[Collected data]

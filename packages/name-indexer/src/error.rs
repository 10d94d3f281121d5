//! Typed errors for the indexer library.
//!
//! Uses `thiserror` for library errors (not `anyhow`) to provide
//! strongly-typed, composable error handling. Soft failures (a single name
//! failing to resolve, a single entry failing extraction) have their own
//! types and are aggregated by the pipeline instead of being propagated.

use std::path::PathBuf;

use thiserror::Error;

use crate::types::generation::PromotionStep;

/// Errors that end an indexing cycle.
#[derive(Debug, Error)]
pub enum IndexerError {
    /// A directory listing walk failed
    #[error("listing failed: {0}")]
    Listing(#[from] ListingError),

    /// Storage operation failed
    #[error("storage error: {0}")]
    Storage(#[source] Box<dyn std::error::Error + Send + Sync>),

    /// Building the `next` generation failed; `current` was not touched
    #[error("next-generation build failed: {0}")]
    Build(#[source] Box<IndexerError>),

    /// A generation rotation step failed
    #[error("promotion failed at step {step}: {source}")]
    Promotion {
        step: PromotionStep,
        #[source]
        source: Box<IndexerError>,
    },

    /// Rollback requested but the prior generation is missing or partial
    #[error("no prior generation to restore: {database} is empty")]
    NoPriorGeneration { database: String },

    /// Target path exists but cannot be written
    #[error("cannot write to path: {}", path.display())]
    PathNotWritable { path: PathBuf },

    /// Filesystem error
    #[error("io error: {0}")]
    Io(#[from] std::io::Error),

    /// JSON parsing error
    #[error("JSON error: {0}")]
    Json(#[from] serde_json::Error),

    /// Configuration error
    #[error("config error: {0}")]
    Config(String),
}

impl IndexerError {
    /// Wrap any storage backend error.
    pub fn storage(err: impl Into<Box<dyn std::error::Error + Send + Sync>>) -> Self {
        Self::Storage(err.into())
    }

    /// True when the failure may have left no usable `current` generation.
    pub fn threatens_current(&self) -> bool {
        matches!(self, Self::Promotion { step, .. } if step.threatens_current())
    }
}

/// Errors that can occur while walking a paginated listing.
#[derive(Debug, Error)]
pub enum ListingError {
    /// HTTP request failed
    #[error("HTTP error fetching {url}: {source}")]
    Http {
        url: String,
        #[source]
        source: Box<dyn std::error::Error + Send + Sync>,
    },

    /// Server answered with a non-success status
    #[error("HTTP {status} fetching {url}")]
    Status { url: String, status: u16 },

    /// Page body was not a JSON array of names
    #[error("malformed page at {url}: {reason}")]
    Malformed { url: String, reason: String },

    /// Invalid base URL
    #[error("invalid URL: {0}")]
    InvalidUrl(#[from] url::ParseError),
}

/// Errors from a single profile lookup. Always soft.
#[derive(Debug, Error)]
pub enum ResolveError {
    /// Lookup did not settle before the per-lookup timeout
    #[error("lookup for {name} timed out after {secs}s")]
    Timeout { name: String, secs: u64 },

    /// No profile exists for the name
    #[error("profile not found: {name}")]
    NotFound { name: String },

    /// HTTP request failed
    #[error("HTTP error: {0}")]
    Http(#[source] Box<dyn std::error::Error + Send + Sync>),

    /// Profile document could not be decoded
    #[error("malformed profile for {name}: {reason}")]
    Malformed { name: String, reason: String },
}

/// Errors extracting a search profile from a namespace entry. Always soft.
#[derive(Debug, Error, PartialEq, Eq)]
pub enum ExtractError {
    #[error("entry has no fqu")]
    MissingFqu,

    #[error("profile is missing or not an object")]
    MissingProfile,

    #[error("account field is not an array")]
    AccountNotArray,

    #[error("account entry is not an object")]
    MalformedAccount,

    #[error("name field has unsupported shape")]
    MalformedName,
}

/// Result type alias for indexer operations.
pub type Result<T> = std::result::Result<T, IndexerError>;

/// Result type alias for listing operations.
pub type ListingResult<T> = std::result::Result<T, ListingError>;

/// Result type alias for single profile lookups.
pub type ResolveResult<T> = std::result::Result<T, ResolveError>;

Task
Above are the records; report how many of their lines hold the string "Send", with no other words.

Reply to the task
4